> Collected data:
..............................

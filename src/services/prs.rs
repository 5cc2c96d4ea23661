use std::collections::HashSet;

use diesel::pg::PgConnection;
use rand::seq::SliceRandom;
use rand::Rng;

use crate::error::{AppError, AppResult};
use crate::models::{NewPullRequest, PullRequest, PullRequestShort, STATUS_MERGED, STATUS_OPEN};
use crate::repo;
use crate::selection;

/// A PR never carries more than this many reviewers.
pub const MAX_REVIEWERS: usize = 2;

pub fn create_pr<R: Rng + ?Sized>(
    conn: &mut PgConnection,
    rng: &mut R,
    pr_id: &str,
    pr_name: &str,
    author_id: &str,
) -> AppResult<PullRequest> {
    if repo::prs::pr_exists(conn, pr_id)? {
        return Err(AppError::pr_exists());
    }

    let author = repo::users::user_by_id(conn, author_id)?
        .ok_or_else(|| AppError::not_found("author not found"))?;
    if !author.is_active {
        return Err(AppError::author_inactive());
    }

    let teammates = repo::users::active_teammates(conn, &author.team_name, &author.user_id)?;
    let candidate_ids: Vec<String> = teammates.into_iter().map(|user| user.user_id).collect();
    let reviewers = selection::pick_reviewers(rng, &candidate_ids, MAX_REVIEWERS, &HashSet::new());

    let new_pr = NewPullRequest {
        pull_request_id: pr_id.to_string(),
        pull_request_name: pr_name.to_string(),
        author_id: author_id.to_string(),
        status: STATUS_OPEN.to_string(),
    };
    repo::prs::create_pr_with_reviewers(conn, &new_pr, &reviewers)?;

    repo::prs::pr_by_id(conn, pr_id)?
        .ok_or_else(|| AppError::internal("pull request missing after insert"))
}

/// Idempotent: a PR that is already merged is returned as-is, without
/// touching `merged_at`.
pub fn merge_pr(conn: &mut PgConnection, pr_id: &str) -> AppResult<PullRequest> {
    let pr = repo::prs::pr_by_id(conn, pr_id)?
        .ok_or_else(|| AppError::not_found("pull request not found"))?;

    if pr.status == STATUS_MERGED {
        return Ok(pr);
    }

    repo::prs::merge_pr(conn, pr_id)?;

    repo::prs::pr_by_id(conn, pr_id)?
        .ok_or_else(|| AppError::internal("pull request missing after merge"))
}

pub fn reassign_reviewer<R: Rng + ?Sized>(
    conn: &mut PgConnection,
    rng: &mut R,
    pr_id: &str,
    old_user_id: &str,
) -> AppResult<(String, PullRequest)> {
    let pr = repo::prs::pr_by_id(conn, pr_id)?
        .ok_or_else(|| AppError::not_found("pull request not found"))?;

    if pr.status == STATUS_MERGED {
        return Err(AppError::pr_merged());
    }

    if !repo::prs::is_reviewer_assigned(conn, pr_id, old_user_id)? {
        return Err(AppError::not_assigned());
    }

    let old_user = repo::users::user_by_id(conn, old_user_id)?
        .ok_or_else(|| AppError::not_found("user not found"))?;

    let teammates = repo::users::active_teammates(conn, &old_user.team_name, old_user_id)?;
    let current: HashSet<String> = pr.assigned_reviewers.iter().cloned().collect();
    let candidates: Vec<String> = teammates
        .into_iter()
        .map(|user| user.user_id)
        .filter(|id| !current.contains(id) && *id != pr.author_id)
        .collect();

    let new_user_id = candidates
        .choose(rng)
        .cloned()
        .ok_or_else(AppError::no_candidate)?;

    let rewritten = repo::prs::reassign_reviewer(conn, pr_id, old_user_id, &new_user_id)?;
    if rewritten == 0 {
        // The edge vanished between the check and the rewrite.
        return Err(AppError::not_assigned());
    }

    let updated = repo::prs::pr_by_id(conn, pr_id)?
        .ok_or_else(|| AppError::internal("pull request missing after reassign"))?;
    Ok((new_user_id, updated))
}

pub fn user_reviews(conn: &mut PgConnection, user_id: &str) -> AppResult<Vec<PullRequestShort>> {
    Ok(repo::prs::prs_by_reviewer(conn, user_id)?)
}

..............................

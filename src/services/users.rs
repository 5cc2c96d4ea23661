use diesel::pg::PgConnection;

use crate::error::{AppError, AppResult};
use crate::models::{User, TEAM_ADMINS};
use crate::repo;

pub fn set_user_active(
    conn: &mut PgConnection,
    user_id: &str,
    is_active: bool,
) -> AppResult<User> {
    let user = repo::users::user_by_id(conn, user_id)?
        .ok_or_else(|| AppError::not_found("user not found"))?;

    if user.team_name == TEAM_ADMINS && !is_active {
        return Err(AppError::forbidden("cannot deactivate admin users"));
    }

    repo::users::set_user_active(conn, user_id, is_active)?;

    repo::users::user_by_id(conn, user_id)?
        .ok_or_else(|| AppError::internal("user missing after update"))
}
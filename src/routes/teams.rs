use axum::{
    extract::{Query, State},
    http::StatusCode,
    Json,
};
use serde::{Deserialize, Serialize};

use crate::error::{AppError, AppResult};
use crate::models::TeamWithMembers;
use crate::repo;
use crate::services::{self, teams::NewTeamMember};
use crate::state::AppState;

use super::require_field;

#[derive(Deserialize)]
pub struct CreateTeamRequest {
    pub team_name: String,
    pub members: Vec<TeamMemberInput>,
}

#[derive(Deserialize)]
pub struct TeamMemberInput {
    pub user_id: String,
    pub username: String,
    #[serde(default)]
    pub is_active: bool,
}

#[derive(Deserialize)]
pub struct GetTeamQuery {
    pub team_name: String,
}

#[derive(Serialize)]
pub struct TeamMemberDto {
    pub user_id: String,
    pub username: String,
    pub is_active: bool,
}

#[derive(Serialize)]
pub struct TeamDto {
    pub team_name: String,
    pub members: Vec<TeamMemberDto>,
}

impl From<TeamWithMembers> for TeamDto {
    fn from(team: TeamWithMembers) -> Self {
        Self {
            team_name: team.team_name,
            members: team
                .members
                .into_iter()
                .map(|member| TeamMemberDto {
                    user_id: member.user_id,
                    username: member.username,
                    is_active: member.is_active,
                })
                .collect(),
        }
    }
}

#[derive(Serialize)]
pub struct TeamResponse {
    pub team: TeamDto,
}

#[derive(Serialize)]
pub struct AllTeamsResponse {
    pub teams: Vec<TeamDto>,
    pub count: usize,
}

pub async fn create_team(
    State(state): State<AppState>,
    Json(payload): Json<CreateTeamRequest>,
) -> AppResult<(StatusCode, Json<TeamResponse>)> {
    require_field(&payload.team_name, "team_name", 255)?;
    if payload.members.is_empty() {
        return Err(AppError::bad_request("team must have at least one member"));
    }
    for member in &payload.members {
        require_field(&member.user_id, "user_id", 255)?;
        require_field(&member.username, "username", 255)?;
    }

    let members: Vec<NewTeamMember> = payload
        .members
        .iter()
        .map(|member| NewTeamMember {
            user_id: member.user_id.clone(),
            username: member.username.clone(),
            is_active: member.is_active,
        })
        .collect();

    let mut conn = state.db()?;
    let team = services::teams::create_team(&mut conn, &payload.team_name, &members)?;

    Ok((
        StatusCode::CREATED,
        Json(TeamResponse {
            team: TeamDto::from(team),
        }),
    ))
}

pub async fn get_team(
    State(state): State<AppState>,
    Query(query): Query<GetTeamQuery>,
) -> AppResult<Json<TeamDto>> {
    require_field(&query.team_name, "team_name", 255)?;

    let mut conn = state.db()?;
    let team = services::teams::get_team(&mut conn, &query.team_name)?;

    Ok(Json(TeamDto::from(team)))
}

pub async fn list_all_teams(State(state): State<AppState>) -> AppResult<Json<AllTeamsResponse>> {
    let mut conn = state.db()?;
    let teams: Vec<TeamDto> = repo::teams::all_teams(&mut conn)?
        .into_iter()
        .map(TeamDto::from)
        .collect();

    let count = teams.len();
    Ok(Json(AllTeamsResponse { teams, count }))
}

..............................

> WHAT THIS TASK INVOLVES: In the records above, find each line that holds the word "updated"; copy all such lines.

> EXERCISE SOLUTION:
    let updated = repo::prs::pr_by_id(conn, pr_id)?
    Ok((new_user_id, updated))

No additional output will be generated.